To do: Lines to return, exactly: from the line with "name cannot be" to the line with "if category.filters.iter().any(|f| f.trim().is_empty())" in the entries below, both included.

Dataset records:
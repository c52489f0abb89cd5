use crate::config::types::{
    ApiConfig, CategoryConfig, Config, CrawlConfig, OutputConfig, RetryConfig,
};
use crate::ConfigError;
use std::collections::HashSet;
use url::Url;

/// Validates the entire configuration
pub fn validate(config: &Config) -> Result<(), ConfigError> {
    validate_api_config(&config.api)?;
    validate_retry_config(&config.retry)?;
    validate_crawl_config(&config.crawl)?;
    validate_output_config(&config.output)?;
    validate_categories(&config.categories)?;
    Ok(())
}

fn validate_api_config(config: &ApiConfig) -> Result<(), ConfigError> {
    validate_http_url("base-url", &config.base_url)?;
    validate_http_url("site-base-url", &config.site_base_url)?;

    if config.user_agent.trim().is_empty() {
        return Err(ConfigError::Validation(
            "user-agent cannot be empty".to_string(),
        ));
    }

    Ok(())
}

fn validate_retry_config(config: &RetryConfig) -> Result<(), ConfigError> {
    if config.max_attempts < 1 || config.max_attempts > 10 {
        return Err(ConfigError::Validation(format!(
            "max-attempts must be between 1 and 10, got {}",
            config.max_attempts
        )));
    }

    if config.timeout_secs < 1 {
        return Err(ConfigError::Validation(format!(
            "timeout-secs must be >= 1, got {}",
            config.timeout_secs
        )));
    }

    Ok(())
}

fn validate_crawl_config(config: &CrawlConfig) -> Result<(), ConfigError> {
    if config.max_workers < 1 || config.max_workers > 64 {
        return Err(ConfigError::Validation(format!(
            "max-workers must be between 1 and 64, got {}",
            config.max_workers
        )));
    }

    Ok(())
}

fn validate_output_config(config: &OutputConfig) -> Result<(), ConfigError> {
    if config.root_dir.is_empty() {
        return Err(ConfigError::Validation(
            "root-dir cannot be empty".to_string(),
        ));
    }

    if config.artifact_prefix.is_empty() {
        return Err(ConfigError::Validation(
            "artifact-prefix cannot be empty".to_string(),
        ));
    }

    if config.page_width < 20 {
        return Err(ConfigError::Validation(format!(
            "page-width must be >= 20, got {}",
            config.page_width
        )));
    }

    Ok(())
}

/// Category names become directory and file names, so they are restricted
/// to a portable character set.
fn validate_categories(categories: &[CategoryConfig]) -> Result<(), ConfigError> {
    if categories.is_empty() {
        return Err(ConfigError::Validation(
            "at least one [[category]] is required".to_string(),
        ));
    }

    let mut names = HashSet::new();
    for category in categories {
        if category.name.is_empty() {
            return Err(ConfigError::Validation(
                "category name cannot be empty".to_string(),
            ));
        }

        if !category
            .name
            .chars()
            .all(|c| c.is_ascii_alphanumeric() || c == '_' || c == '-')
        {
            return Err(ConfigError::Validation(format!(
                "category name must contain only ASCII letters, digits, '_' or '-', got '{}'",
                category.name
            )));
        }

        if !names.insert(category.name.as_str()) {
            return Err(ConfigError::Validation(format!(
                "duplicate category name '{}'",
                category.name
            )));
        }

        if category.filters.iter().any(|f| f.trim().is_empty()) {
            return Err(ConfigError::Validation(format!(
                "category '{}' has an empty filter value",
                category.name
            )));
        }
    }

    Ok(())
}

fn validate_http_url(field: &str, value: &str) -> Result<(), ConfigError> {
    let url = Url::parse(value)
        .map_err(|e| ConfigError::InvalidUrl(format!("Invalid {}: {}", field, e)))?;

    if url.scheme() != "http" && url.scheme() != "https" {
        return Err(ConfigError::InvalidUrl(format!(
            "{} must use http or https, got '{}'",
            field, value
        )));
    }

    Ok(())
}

Problem solution:
                "category name cannot be empty".to_string(),
            ));
        }

        if !category
            .name
            .chars()
            .all(|c| c.is_ascii_alphanumeric() || c == '_' || c == '-')
        {
            return Err(ConfigError::Validation(format!(
                "category name must contain only ASCII letters, digits, '_' or '-', got '{}'",
                category.name
            )));
        }

        if !names.insert(category.name.as_str()) {
            return Err(ConfigError::Validation(format!(
                "duplicate category name '{}'",
                category.name
            )));
        }

        if category.filters.iter().any(|f| f.trim().is_empty()) {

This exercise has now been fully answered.